Mas para Katia Smole, diretora do Instituto Reúna e ex-secretária de Educação Básica do MEC, o resultado mostra que as redes de ensino podem não estar conseguindo preparar os alunos para as áreas de maior empregabilidade e remuneração, comprometendo o potencial de desenvolvimento econômico e social do país.

— A queda no desempenho nas disciplinas que são a base de carreiras como engenharia, tecnologia, saúde e ciências naturais pode indicar desafios estruturais no ensino dessas áreas. Como a falta de professores especializados, metodologias pouco atraentes ou defasagens acumuladas na trajetória escolar — analisa.

A especialista afirmou que os resultados podem ter sido influenciados pela pandemia da Covid-19. Mas ainda não refletem possíveis consequências da implementação das mudanças no Novo Ensino Médio.

O ministro já mostrou preocupação em fazer com que a educação brasileira “conecte os estudantes ao mercado de trabalho desde cedo”, como definiu em um post no Instagram em que divulgou uma entrevista que deu à Voz do Brasil em 26 de dezembro. “A formação para o trabalho é hoje a grande demanda da juventude brasileira”, afirmou Camilo na publicação.

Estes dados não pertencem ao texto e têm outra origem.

use crate::ledger::BuffKind;
use crate::passive::PassiveEffect;
use crate::state::Attributes;

/// Read-only equipment and affix catalog.
pub trait ItemOracle: Send + Sync {
    fn weapon(&self, id: &str) -> Option<&WeaponDefinition>;

    fn armor(&self, id: &str) -> Option<&ArmorDefinition>;

    fn affix(&self, id: &str) -> Option<&AffixDefinition>;

    fn rune(&self, id: &str) -> Option<&RuneDefinition>;
}

/// Weapon subtype. Selects the weapon art.
#[derive(
    Clone,
    Copy,
    Debug,
    PartialEq,
    Eq,
    Hash,
    PartialOrd,
    Ord,
    strum::Display,
    strum::EnumString,
    strum::AsRefStr,
    strum::EnumIter,
)]
#[strum(serialize_all = "snake_case")]
#[cfg_attr(feature = "serde", derive(serde::Serialize, serde::Deserialize))]
#[cfg_attr(feature = "serde", serde(rename_all = "snake_case"))]
pub enum WeaponCategory {
    Sword,
    Staff,
    Dagger,
    Bow,
    Mace,
}

#[derive(Clone, Debug, PartialEq)]
#[cfg_attr(feature = "serde", derive(serde::Serialize, serde::Deserialize))]
pub struct WeaponDefinition {
    pub id: String,
    pub name: String,
    pub category: WeaponCategory,
    pub atk: u32,
    pub max_sockets: u8,
    /// Fixed weapon passive, keyed into [`super::SkillOracle::weapon_passive`].
    #[cfg_attr(feature = "serde", serde(default))]
    pub passive: Option<String>,
}

#[derive(Clone, Debug, PartialEq)]
#[cfg_attr(feature = "serde", derive(serde::Serialize, serde::Deserialize))]
pub struct ArmorDefinition {
    pub id: String,
    pub name: String,
    pub def: u32,
    pub max_sockets: u8,
    #[cfg_attr(feature = "serde", serde(default))]
    pub effect: ArmorEffect,
}

/// Built-in armor properties: flat bonuses, reactions when struck, and
/// affixes that are always active regardless of sockets.
#[derive(Clone, Debug, Default, PartialEq)]
#[cfg_attr(feature = "serde", derive(serde::Serialize, serde::Deserialize))]
#[cfg_attr(feature = "serde", serde(default))]
pub struct ArmorEffect {
    pub bonus: Attributes,
    pub bonus_dodge: f64,
    pub bonus_crit_chance: f64,
    pub bonus_crit_damage: f64,
    pub built_in_affixes: Vec<String>,
    pub on_hit_buff: Option<BuffKind>,
    pub on_hit_buff_millis: Option<u32>,
    pub on_hit_heal_ratio: f64,
    pub on_hit_shield_refill_chance: f64,
    pub on_hit_freeze_chance: f64,
    pub death_save: bool,
}

/// Base attribute targeted by a stat affix.
#[derive(
    Clone, Copy, Debug, PartialEq, Eq, Hash, strum::Display, strum::EnumString, strum::AsRefStr,
)]
#[strum(serialize_all = "snake_case")]
#[cfg_attr(feature = "serde", derive(serde::Serialize, serde::Deserialize))]
#[cfg_attr(feature = "serde", serde(rename_all = "snake_case"))]
pub enum AttributeKind {
    Str,
    Agi,
    Vit,
    Int,
}

#[derive(Clone, Debug, PartialEq)]
#[cfg_attr(feature = "serde", derive(serde::Serialize, serde::Deserialize))]
pub struct AffixDefinition {
    pub id: String,
    pub name: String,
    pub kind: AffixKind,
}

#[derive(Clone, Copy, Debug, PartialEq)]
#[cfg_attr(feature = "serde", derive(serde::Serialize, serde::Deserialize))]
pub enum AffixKind {
    /// Flat bonus added to a base attribute before derivation.
    Stat { attribute: AttributeKind, value: u32 },
    /// Named passive resolved through the passive registry.
    Passive { effect: PassiveEffect, value: f64 },
}

/// Socketable material that grants an affix when enchanted into an item.
#[derive(Clone, Debug, PartialEq)]
#[cfg_attr(feature = "serde", derive(serde::Serialize, serde::Deserialize))]
pub struct RuneDefinition {
    pub id: String,
    pub name: String,
    pub affix: String,
}
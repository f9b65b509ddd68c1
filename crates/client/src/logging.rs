//! File logging for the `battle` binary.
use std::path::{Path, PathBuf};

use anyhow::{Context, Result};
use tracing_appender::non_blocking::WorkerGuard;
use tracing_subscriber::layer::SubscriberExt;
use tracing_subscriber::util::SubscriberInitExt;

const LOG_FILE: &str = "battle.log";

/// Installs the global subscriber writing to `<log_dir>/battle.log`.
///
/// Stdout is reserved for the combat log, so nothing is written to the
/// terminal. Keep the returned guard alive until exit or buffered lines are
/// lost.
pub fn setup_logging(log_dir: Option<&Path>) -> Result<WorkerGuard> {
    let log_dir = log_dir.map_or_else(default_log_directory, Path::to_path_buf);
    std::fs::create_dir_all(&log_dir)
        .with_context(|| format!("Failed to create log directory {}", log_dir.display()))?;

    let file_appender = tracing_appender::rolling::never(&log_dir, LOG_FILE);
    let (non_blocking_file, guard) = tracing_appender::non_blocking(file_appender);

    let env_filter = tracing_subscriber::EnvFilter::from_default_env()
        .add_directive(tracing::Level::INFO.into());

    let file_layer = tracing_subscriber::fmt::layer()
        .with_writer(non_blocking_file)
        .with_ansi(false);

    tracing_subscriber::registry()
        .with(env_filter)
        .with(file_layer)
        .try_init()
        .context("Failed to install tracing subscriber")?;

    tracing::info!("Log file: {}", log_dir.join(LOG_FILE).display());
    Ok(guard)
}

/// Platform data directory for the project, or a temp-dir fallback.
pub fn default_log_directory() -> PathBuf {
    directories::ProjectDirs::from("", "", "battle")
        .map(|dirs| dirs.data_dir().join("logs"))
        .unwrap_or_else(|| std::env::temp_dir().join("battle").join("logs"))
}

O total de 12 redações nota mil no ano passado foi o menor em ao menos uma década. O Sudeste e o Nordeste concentraram o maior número de notas máximas. Ceará, Alagoas, Maranhão, Pernambuco, Rio Grande do Norte e São Paulo tiveram um inscrito cada, enquanto no Rio de Janeiro e em Minas Gerais, dois estudantes tiraram mil, em cada estado. No Centro-Oeste, Goiás e Distrito Federal tiveram um estudante cada.

O Nordeste teve maior concentração de alunos da rede pública com notas entre 980 e mil na redação. Foram 929 estudantes. Em segundo lugar, ficou o Sudeste, com 858 alunos. O Sul, registrou 208; Norte, 174 e Centro-Oeste, 139.

O estudo intensivo e a repetição de exercícios foram fatores apontados por duas estudantes que se destacaram no exame no ano passado: a niteroiense Ana Galucio, de 17 anos, que tirou a nota máxima em Matemática (962) e Sabrina Aymumi Shimizu, de 18 anos, moradora de Araçatuba que foi a única nota mil em redação no Estado de São Paulo.

Ana lembra que fez muitos exercícios com auxílio de professores do ensino médio. Com a ajuda deles, criou também o hábito de cronometrar a resolução correta das questões.

— Eu era muito lenta nas questões. Estipulava alguns minutos e tinha que resolver o problema naquele tempo. Também fazia mais de um simulado por semana. Isso me ajudava a ficar menos nervosa a cada exercício que fazia — conta Ana, que disse não ter “chutado” nenhum resposta, tirou 940 na redação e quer estudar Medicina na Unirio.

Querendo cursar Engenharia de Produção, Aymumi também defendeu o treinamento intensivo ao comentar o bom resultado com o tema da redação (”Desafios para a valorização da herança africana no Brasil”):

— Estava familiarizada com os temas de racismo e herança cultural. Consegui fluir bem graças aos diversos simulados que tivemos no último ano — afirma.

Professora de Sabrina, Sthéfani Jorge Silva avalia que a redução no número de redações nota mil é derivado excesso de uso de telas e redução da carga de leitura entre os jovens.

— Com a internet, as informações chegam muito mastigadas. Os alunos não se aprofundam tanto nas problemáticas sociais da atualidade — diz Sthéfani.

Ela ressalvou que a simples aplicação do modelo de redação ensinado em cursinhos não é o caminho para uma nota máxima.

— O modelo é um atalho para que um aluno tenha um caminho. Não para o estudante decorar e tentar encaixar o tema da redação de qualquer jeito — explica.